Iida Keiji, Takahashi Yutaka, Kaji Hidesuke, Okimura Yasuhiko, Nose Osamu, Chihara Kazuo
Division of Diabetes, Metabolism, and Endocrinology, Department of Internal Medicine, Kobe University Graduate School of Medicine, Kobe 650-0017, Japan.
J Pediatr Endocrinol Metab. 2009 Jan;22(1):41-6. doi: 10.1515/jpem.2009.22.1.41.
Polymorphisms in the growth hormone receptor (GHR) gene were reported in Caucasian populations. However, the frequency of those in other ethnic backgrounds remains unclear.
We investigated the presence of polymorphisms in the GHR gene in a Japanese population and compared the frequencies with those reported in Caucasian populations.
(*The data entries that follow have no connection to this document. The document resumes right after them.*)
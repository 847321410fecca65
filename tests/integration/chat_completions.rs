//! Chat completions endpoint integration tests
//!
//! Tests for POST /v1/chat/completions against mocked upstreams:
//! - Aggregate mode for every provider family
//! - Forward mode chunk rendering and stream termination
//! - Request mapping as seen by the upstream
//! - Error surfaces (mapping, upstream status, mid-stream errors)

use axum::http::StatusCode;
use pretty_assertions::assert_eq;
use serde_json::{json, Value};

use crate::common::{provider_header, sse_data, test_config, test_server};
use crate::mocks::{MockProvider, StreamFixtures};

fn chat_body(model: &str, stream: bool) -> Value {
    json!({
        "model": model,
        "messages": [
            {"role": "system", "content": "Be terse."},
            {"role": "user", "content": "Say hello"}
        ],
        "temperature": 0.4,
        "stream": stream
    })
}

/// Concatenated `delta.content` of every forwarded chunk
fn streamed_text(payloads: &[String]) -> String {
    payloads
        .iter()
        .filter(|p| p.as_str() != "[DONE]")
        .filter_map(|p| serde_json::from_str::<Value>(p).ok())
        .filter_map(|chunk| {
            chunk["choices"][0]["delta"]["content"]
                .as_str()
                .map(str::to_string)
        })
        .collect()
}

#[tokio::test]
async fn test_openai_aggregate() {
    let upstream = MockProvider::start().await;
    upstream
        .mock_stream("/v1/chat/completions", StreamFixtures::openai_text(&["Hel", "lo ", "world"]))
        .await;
    let server = test_server(test_config(&upstream.uri()));

    let response = server
        .post("/v1/chat/completions")
        .json(&chat_body("gpt-4o-mini", false))
        .await;

    assert_eq!(response.status_code(), StatusCode::OK);
    let body: Value = response.json();
    assert_eq!(body["object"], "chat.completion");
    assert_eq!(body["id"], "chatcmpl-mock");
    assert_eq!(body["model"], "gpt-4o-mini");
    assert_eq!(body["choices"][0]["message"]["role"], "assistant");
    assert_eq!(body["choices"][0]["message"]["content"], "Hello world");
    assert_eq!(body["choices"][0]["finish_reason"], "stop");
    assert_eq!(
        body["usage"],
        json!({"prompt_tokens": 9, "completion_tokens": 12, "total_tokens": 21})
    );
}

#[tokio::test]
async fn test_upstream_always_streams() {
    let upstream = MockProvider::start().await;
    upstream
        .mock_stream("/v1/chat/completions", StreamFixtures::openai_text(&["ok"]))
        .await;
    let server = test_server(test_config(&upstream.uri()));

    server
        .post("/v1/chat/completions")
        .json(&chat_body("gpt-4o-mini", false))
        .await;

    let sent = upstream.received_bodies().await;
    assert_eq!(sent.len(), 1);
    assert_eq!(sent[0]["stream"], json!(true));
    assert_eq!(sent[0]["stream_options"], json!({"include_usage": true}));
    assert_eq!(sent[0]["temperature"], json!(0.4));
}

#[tokio::test]
async fn test_openai_forward() {
    let upstream = MockProvider::start().await;
    upstream
        .mock_stream("/v1/chat/completions", StreamFixtures::openai_text(&["Hel", "lo"]))
        .await;
    let server = test_server(test_config(&upstream.uri()));

    let response = server
        .post("/v1/chat/completions")
        .json(&chat_body("gpt-4o-mini", true))
        .await;

    assert_eq!(response.status_code(), StatusCode::OK);
    assert_eq!(response.header("content-type"), "text/event-stream");
    assert_eq!(response.header("cache-control"), "no-cache");

    let payloads = sse_data(&response.text());
    assert_eq!(streamed_text(&payloads), "Hello");
    assert_eq!(payloads.last().map(String::as_str), Some("[DONE]"));
    assert_eq!(payloads.iter().filter(|p| p.as_str() == "[DONE]").count(), 1);
}

#[tokio::test]
async fn test_anthropic_aggregate_and_mapping() {
    let upstream = MockProvider::start().await;
    upstream
        .mock_stream_with_header(
            "/v1/messages",
            "x-api-key",
            crate::common::constants::TEST_ANTHROPIC_API_KEY,
            StreamFixtures::anthropic_text(&["Hi", " there"]),
        )
        .await;
    let server = test_server(test_config(&upstream.uri()));

    let (name, value) = provider_header("anthropic");
    let response = server
        .post("/v1/chat/completions")
        .add_header(name, value)
        .json(&chat_body("claude-sonnet-4", false))
        .await;

    assert_eq!(response.status_code(), StatusCode::OK);
    let body: Value = response.json();
    assert_eq!(body["id"], "msg_mock");
    assert_eq!(body["choices"][0]["message"]["content"], "Hi there");
    assert_eq!(body["choices"][0]["finish_reason"], "stop");
    assert_eq!(body["usage"]["prompt_tokens"], 14);
    assert_eq!(body["usage"]["completion_tokens"], 6);

    let sent = upstream.received_bodies().await;
    assert_eq!(sent[0]["system"], "Be terse.");
    assert_eq!(sent[0]["max_tokens"], 4096);
    assert_eq!(sent[0]["messages"].as_array().map(Vec::len), Some(1));
}

#[tokio::test]
async fn test_anthropic_forward_ends_with_done() {
    let upstream = MockProvider::start().await;
    upstream
        .mock_stream("/v1/messages", StreamFixtures::anthropic_text(&["A", "B"]))
        .await;
    let server = test_server(test_config(&upstream.uri()));

    let (name, value) = provider_header("anthropic");
    let response = server
        .post("/v1/chat/completions")
        .add_header(name, value)
        .json(&chat_body("claude-sonnet-4", true))
        .await;

    let payloads = sse_data(&response.text());
    assert_eq!(streamed_text(&payloads), "AB");
    assert_eq!(payloads.last().map(String::as_str), Some("[DONE]"));
    assert!(!payloads.iter().any(|p| p.contains("ping")));
}

#[tokio::test]
async fn test_google_snapshots_are_diffed() {
    let upstream = MockProvider::start().await;
    upstream
        .mock_stream(
            "/v1beta/models/gemini-2.0-flash:streamGenerateContent",
            StreamFixtures::google_snapshots(&["Hel", "Hello", "Hello there"]),
        )
        .await;
    let server = test_server(test_config(&upstream.uri()));

    let (name, value) = provider_header("google");
    let response = server
        .post("/v1/chat/completions")
        .add_header(name, value)
        .json(&chat_body("gemini-2.0-flash", false))
        .await;

    assert_eq!(response.status_code(), StatusCode::OK);
    let body: Value = response.json();
    assert_eq!(body["choices"][0]["message"]["content"], "Hello there");
    assert_eq!(body["usage"]["total_tokens"], 12);

    let sent = upstream.received_bodies().await;
    assert!(sent[0].get("model").is_none());
    assert_eq!(sent[0]["generationConfig"]["temperature"], json!(0.4));
    assert_eq!(sent[0]["systemInstruction"]["parts"][0]["text"], "Be terse.");
}

#[tokio::test]
async fn test_google_forward_emits_suffixes() {
    let upstream = MockProvider::start().await;
    upstream
        .mock_stream(
            "/v1beta/models/gemini-2.0-flash:streamGenerateContent",
            StreamFixtures::google_snapshots(&["Hel", "Hello", "Hello there"]),
        )
        .await;
    let server = test_server(test_config(&upstream.uri()));

    let (name, value) = provider_header("google");
    let response = server
        .post("/v1/chat/completions")
        .add_header(name, value)
        .json(&chat_body("gemini-2.0-flash", true))
        .await;

    let payloads = sse_data(&response.text());
    assert_eq!(streamed_text(&payloads), "Hello there");
    assert_eq!(payloads.last().map(String::as_str), Some("[DONE]"));
}

#[tokio::test]
async fn test_cohere_terminal_event_wins() {
    let upstream = MockProvider::start().await;
    upstream
        .mock_stream("/v1/chat", StreamFixtures::cohere_text(&["Bon", "jour"]))
        .await;
    let server = test_server(test_config(&upstream.uri()));

    let (name, value) = provider_header("cohere");
    let response = server
        .post("/v1/chat/completions")
        .add_header(name, value)
        .json(&chat_body("command-r", false))
        .await;

    assert_eq!(response.status_code(), StatusCode::OK);
    let body: Value = response.json();
    assert_eq!(body["model"], "command-r");
    assert_eq!(body["choices"][0]["message"]["content"], "Bonjour");
    assert_eq!(body["usage"]["total_tokens"], 7);

    let sent = upstream.received_bodies().await;
    assert_eq!(sent[0]["message"], "Say hello");
    assert_eq!(sent[0]["preamble"], "Be terse.");
}

#[tokio::test]
async fn test_missing_required_parameter() {
    let upstream = MockProvider::start().await;
    let server = test_server(test_config(&upstream.uri()));

    let (name, value) = provider_header("anthropic");
    let response = server
        .post("/v1/chat/completions")
        .add_header(name, value)
        .json(&json!({"model": "claude-sonnet-4"}))
        .await;

    assert_eq!(response.status_code(), StatusCode::BAD_REQUEST);
    let body: Value = response.json();
    assert_eq!(body["error"]["code"], "missing_required_parameter");
    assert!(upstream.received_bodies().await.is_empty());
}

#[tokio::test]
async fn test_unknown_provider() {
    let upstream = MockProvider::start().await;
    let server = test_server(test_config(&upstream.uri()));

    let (name, value) = provider_header("nope");
    let response = server
        .post("/v1/chat/completions")
        .add_header(name, value)
        .json(&chat_body("gpt-4o-mini", false))
        .await;

    assert_eq!(response.status_code(), StatusCode::BAD_REQUEST);
    let body: Value = response.json();
    assert_eq!(body["error"]["code"], "unsupported");
}

#[tokio::test]
async fn test_invalid_json_body() {
    let upstream = MockProvider::start().await;
    let server = test_server(test_config(&upstream.uri()));

    let response = server
        .post("/v1/chat/completions")
        .text("{not json")
        .await;

    assert_eq!(response.status_code(), StatusCode::BAD_REQUEST);
    let body: Value = response.json();
    assert_eq!(body["error"]["type"], "invalid_request_error");
}

#[tokio::test]
async fn test_upstream_error_status_is_bad_gateway() {
    let upstream = MockProvider::start().await;
    upstream
        .mock_error(
            "/v1/chat/completions",
            401,
            json!({"error": {"message": "Invalid API key", "type": "invalid_request_error"}}),
        )
        .await;
    let server = test_server(test_config(&upstream.uri()));

    let response = server
        .post("/v1/chat/completions")
        .json(&chat_body("gpt-4o-mini", false))
        .await;

    assert_eq!(response.status_code(), StatusCode::BAD_GATEWAY);
    let body: Value = response.json();
    assert_eq!(body["error"]["message"], "Invalid API key");
    assert_eq!(body["error"]["provider"], "openai");
}

#[tokio::test]
async fn test_mid_stream_error_aggregate() {
    let upstream = MockProvider::start().await;
    upstream
        .mock_stream("/v1/chat/completions", StreamFixtures::openai_error_midway())
        .await;
    let server = test_server(test_config(&upstream.uri()));

    let response = server
        .post("/v1/chat/completions")
        .json(&chat_body("gpt-4o-mini", false))
        .await;

    assert_eq!(response.status_code(), StatusCode::BAD_GATEWAY);
    let body: Value = response.json();
    assert_eq!(body["error"]["message"], "model overloaded");
    assert_eq!(body["error"]["provider"], "openai");
}

#[tokio::test]
async fn test_mid_stream_error_forward() {
    let upstream = MockProvider::start().await;
    upstream
        .mock_stream("/v1/chat/completions", StreamFixtures::openai_error_midway())
        .await;
    let server = test_server(test_config(&upstream.uri()));

    let response = server
        .post("/v1/chat/completions")
        .json(&chat_body("gpt-4o-mini", true))
        .await;

    let payloads = sse_data(&response.text());
    assert_eq!(streamed_text(&payloads), "partial");
    let last: Value = serde_json::from_str(payloads.last().unwrap()).unwrap();
    assert_eq!(last["error"]["message"], "model overloaded");
    assert!(!payloads.iter().any(|p| p == "[DONE]"));
}

#[tokio::test]
async fn test_missing_api_key_is_unavailable() {
    let upstream = MockProvider::start().await;
    let server = test_server(conduit::Config::default());

    let response = server
        .post("/v1/chat/completions")
        .json(&chat_body("gpt-4o-mini", false))
        .await;

    assert_eq!(response.status_code(), StatusCode::SERVICE_UNAVAILABLE);
    let body: Value = response.json();
    assert!(body["error"]["message"].as_str().unwrap().contains("OPENAI_API_KEY"));
    assert!(upstream.received_bodies().await.is_empty());
}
We selected 30 children with idiopathic short stature and 30 adult Japanese of normal height.
The sequences of exons 6 and 10 in the GHR gene were determined by direct sequencing by polymerase chain reaction (PCR). The genomic deletion of exon 3 (GHR-d3) was investigated by multiplex PCR.
The frequency of the GGG genotype at codon 168 was significantly higher than that reported in Caucasian populations. The frequency of GHR-d3 in Japanese was significantly lower than that in Caucasian populations.
The frequencies of the G168G polymorphism and GHR-d3 in Japanese are different from those in Caucasians.